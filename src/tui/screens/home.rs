//! Home screen: pickup and destination entry

use ratatui::prelude::*;
use ratatui::widgets::{Block, Borders, Paragraph, Wrap};

use crate::core::booking::InputField;
use crate::tui::app::App;
use crate::tui::theme::Theme;

/// Render this screen
pub fn render(frame: &mut Frame, area: Rect, app: &App) {
    let columns = Layout::default()
        .direction(Direction::Horizontal)
        .constraints([Constraint::Percentage(55), Constraint::Percentage(45)])
        .split(area);

    let left = Layout::default()
        .direction(Direction::Vertical)
        .constraints([
            Constraint::Length(3), // Pickup
            Constraint::Length(3), // Destination
            Constraint::Length(1), // Booking time
            Constraint::Length(3), // Submit
            Constraint::Min(0),    // Quick actions
        ])
        .split(columns[0]);

    let state = app.flow.state();
    render_input(
        frame,
        left[0],
        "Pickup Location",
        &state.pickup,
        "Enter pickup location",
        app.focused_field == InputField::Pickup,
    );
    render_input(
        frame,
        left[1],
        "Destination",
        &state.destination,
        "Where are you going?",
        app.focused_field == InputField::Destination,
    );

    let booked_at = Paragraph::new(format!(" Now • {}", state.booked_at.format("%I:%M %p")))
        .style(Theme::muted());
    frame.render_widget(booked_at, left[2]);

    // Disabled until both fields have text
    let submit_style = if app.flow.can_submit() {
        Theme::selected()
    } else {
        Theme::muted()
    };
    let submit = Paragraph::new("[Enter] Find Rides")
        .alignment(Alignment::Center)
        .style(submit_style)
        .block(Block::default().borders(Borders::ALL));
    frame.render_widget(submit, left[3]);

    let quick_actions = Paragraph::new(vec![
        Line::from(vec![
            Span::styled("  Schedule Ride", Theme::strong()),
            Span::styled("  Book for later", Theme::muted()),
        ]),
        Line::from(vec![
            Span::styled("  Ride History ", Theme::strong()),
            Span::styled("  View past trips", Theme::muted()),
        ]),
    ])
    .block(Block::default().title(" Quick Actions ").borders(Borders::ALL));
    frame.render_widget(quick_actions, left[4]);

    render_map_panel(frame, columns[1], app);
}

fn render_input(
    frame: &mut Frame,
    area: Rect,
    label: &str,
    value: &str,
    placeholder: &str,
    focused: bool,
) {
    let border_style = if focused {
        Theme::focused()
    } else {
        Theme::normal()
    };

    let content = if value.is_empty() {
        Span::styled(placeholder.to_string(), Theme::muted())
    } else {
        Span::raw(value.to_string())
    };

    let mut spans = vec![Span::raw(" "), content];
    if focused {
        spans.push(Span::styled("▏", Theme::focused()));
    }

    let input = Paragraph::new(Line::from(spans)).block(
        Block::default()
            .title(format!(" {} ", label))
            .borders(Borders::ALL)
            .border_style(border_style),
    );
    frame.render_widget(input, area);
}

fn render_map_panel(frame: &mut Frame, area: Rect, app: &App) {
    let state = app.flow.state();
    let route = match (state.pickup.is_empty(), state.destination.is_empty()) {
        (false, false) => format!("{} → {}", state.pickup, state.destination),
        (false, true) => state.pickup.clone(),
        (true, false) => format!("Your location → {}", state.destination),
        (true, true) => "Your location".to_string(),
    };

    let text = vec![
        Line::from(""),
        Line::from(Span::styled("  ◎ Map", Theme::strong())),
        Line::from(Span::styled(format!("  {}", route), Theme::muted())),
        Line::from(""),
        Line::from(Span::styled("  Why Choose Ola?", Theme::header())),
        Line::from("  • Quick Booking: rides in under 30 seconds"),
        Line::from("  • Trusted Drivers: verified and rated"),
        Line::from("  • Cashless Rides: cards, wallets or UPI"),
    ];

    let map = Paragraph::new(text)
        .wrap(Wrap { trim: false })
        .block(Block::default().title(" My Location ").borders(Borders::ALL));
    frame.render_widget(map, area);
}

#[cfg(test)]
mod tests {
    use crate::tui::app::App;
    use crate::tui::ui::tests::render_to_string;

    #[test]
    fn test_home_shows_placeholders() {
        let app = App::default();
        let screen = render_to_string(&app);
        assert!(screen.contains("Enter pickup location"));
        assert!(screen.contains("Where are you going?"));
        assert!(screen.contains("Find Rides"));
        assert!(screen.contains("Now"));
    }

    #[test]
    fn test_home_shows_typed_route() {
        let mut app = App::default();
        app.flow.set_pickup("MG Road");
        app.flow.set_destination("Airport");
        let screen = render_to_string(&app);
        assert!(screen.contains("MG Road"));
        assert!(screen.contains("Airport"));
    }

    #[test]
    fn test_map_shows_destination_without_pickup() {
        let mut app = App::default();
        app.flow.set_destination("Airport");
        let screen = render_to_string(&app);
        assert!(screen.contains("Your location → Airport"));
    }
}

▶ Your task
Print all the entries above. Keep each one exact.

▶ Solution for this task
filename src/tui/screens/home.rs
//! Home screen: pickup and destination entry

use ratatui::prelude::*;
use ratatui::widgets::{Block, Borders, Paragraph, Wrap};

use crate::core::booking::InputField;
use crate::tui::app::App;
use crate::tui::theme::Theme;

/// Render this screen
pub fn render(frame: &mut Frame, area: Rect, app: &App) {
    let columns = Layout::default()
        .direction(Direction::Horizontal)
        .constraints([Constraint::Percentage(55), Constraint::Percentage(45)])
        .split(area);

    let left = Layout::default()
        .direction(Direction::Vertical)
        .constraints([
            Constraint::Length(3), // Pickup
            Constraint::Length(3), // Destination
            Constraint::Length(1), // Booking time
            Constraint::Length(3), // Submit
            Constraint::Min(0),    // Quick actions
        ])
        .split(columns[0]);

    let state = app.flow.state();
    render_input(
        frame,
        left[0],
        "Pickup Location",
        &state.pickup,
        "Enter pickup location",
        app.focused_field == InputField::Pickup,
    );
    render_input(
        frame,
        left[1],
        "Destination",
        &state.destination,
        "Where are you going?",
        app.focused_field == InputField::Destination,
    );

    let booked_at = Paragraph::new(format!(" Now • {}", state.booked_at.format("%I:%M %p")))
        .style(Theme::muted());
    frame.render_widget(booked_at, left[2]);

    // Disabled until both fields have text
    let submit_style = if app.flow.can_submit() {
        Theme::selected()
    } else {
        Theme::muted()
    };
    let submit = Paragraph::new("[Enter] Find Rides")
        .alignment(Alignment::Center)
        .style(submit_style)
        .block(Block::default().borders(Borders::ALL));
    frame.render_widget(submit, left[3]);

    let quick_actions = Paragraph::new(vec![
        Line::from(vec![
            Span::styled("  Schedule Ride", Theme::strong()),
            Span::styled("  Book for later", Theme::muted()),
        ]),
        Line::from(vec![
            Span::styled("  Ride History ", Theme::strong()),
            Span::styled("  View past trips", Theme::muted()),
        ]),
    ])
    .block(Block::default().title(" Quick Actions ").borders(Borders::ALL));
    frame.render_widget(quick_actions, left[4]);

    render_map_panel(frame, columns[1], app);
}

fn render_input(
    frame: &mut Frame,
    area: Rect,
    label: &str,
    value: &str,
    placeholder: &str,
    focused: bool,
) {
    let border_style = if focused {
        Theme::focused()
    } else {
        Theme::normal()
    };

    let content = if value.is_empty() {
        Span::styled(placeholder.to_string(), Theme::muted())
    } else {
        Span::raw(value.to_string())
    };

    let mut spans = vec![Span::raw(" "), content];
    if focused {
        spans.push(Span::styled("▏", Theme::focused()));
    }

    let input = Paragraph::new(Line::from(spans)).block(
        Block::default()
            .title(format!(" {} ", label))
            .borders(Borders::ALL)
            .border_style(border_style),
    );
    frame.render_widget(input, area);
}

fn render_map_panel(frame: &mut Frame, area: Rect, app: &App) {
    let state = app.flow.state();
    let route = match (state.pickup.is_empty(), state.destination.is_empty()) {
        (false, false) => format!("{} → {}", state.pickup, state.destination),
        (false, true) => state.pickup.clone(),
        (true, false) => format!("Your location → {}", state.destination),
        (true, true) => "Your location".to_string(),
    };

    let text = vec![
        Line::from(""),
        Line::from(Span::styled("  ◎ Map", Theme::strong())),
        Line::from(Span::styled(format!("  {}", route), Theme::muted())),
        Line::from(""),
        Line::from(Span::styled("  Why Choose Ola?", Theme::header())),
        Line::from("  • Quick Booking: rides in under 30 seconds"),
        Line::from("  • Trusted Drivers: verified and rated"),
        Line::from("  • Cashless Rides: cards, wallets or UPI"),
    ];

    let map = Paragraph::new(text)
        .wrap(Wrap { trim: false })
        .block(Block::default().title(" My Location ").borders(Borders::ALL));
    frame.render_widget(map, area);
}

#[cfg(test)]
mod tests {
    use crate::tui::app::App;
    use crate::tui::ui::tests::render_to_string;

    #[test]
    fn test_home_shows_placeholders() {
        let app = App::default();
        let screen = render_to_string(&app);
        assert!(screen.contains("Enter pickup location"));
        assert!(screen.contains("Where are you going?"));
        assert!(screen.contains("Find Rides"));
        assert!(screen.contains("Now"));
    }

    #[test]
    fn test_home_shows_typed_route() {
        let mut app = App::default();
        app.flow.set_pickup("MG Road");
        app.flow.set_destination("Airport");
        let screen = render_to_string(&app);
        assert!(screen.contains("MG Road"));
        assert!(screen.contains("Airport"));
    }

    #[test]
    fn test_map_shows_destination_without_pickup() {
        let mut app = App::default();
        app.flow.set_destination("Airport");
        let screen = render_to_string(&app);
        assert!(screen.contains("Your location → Airport"));
    }
}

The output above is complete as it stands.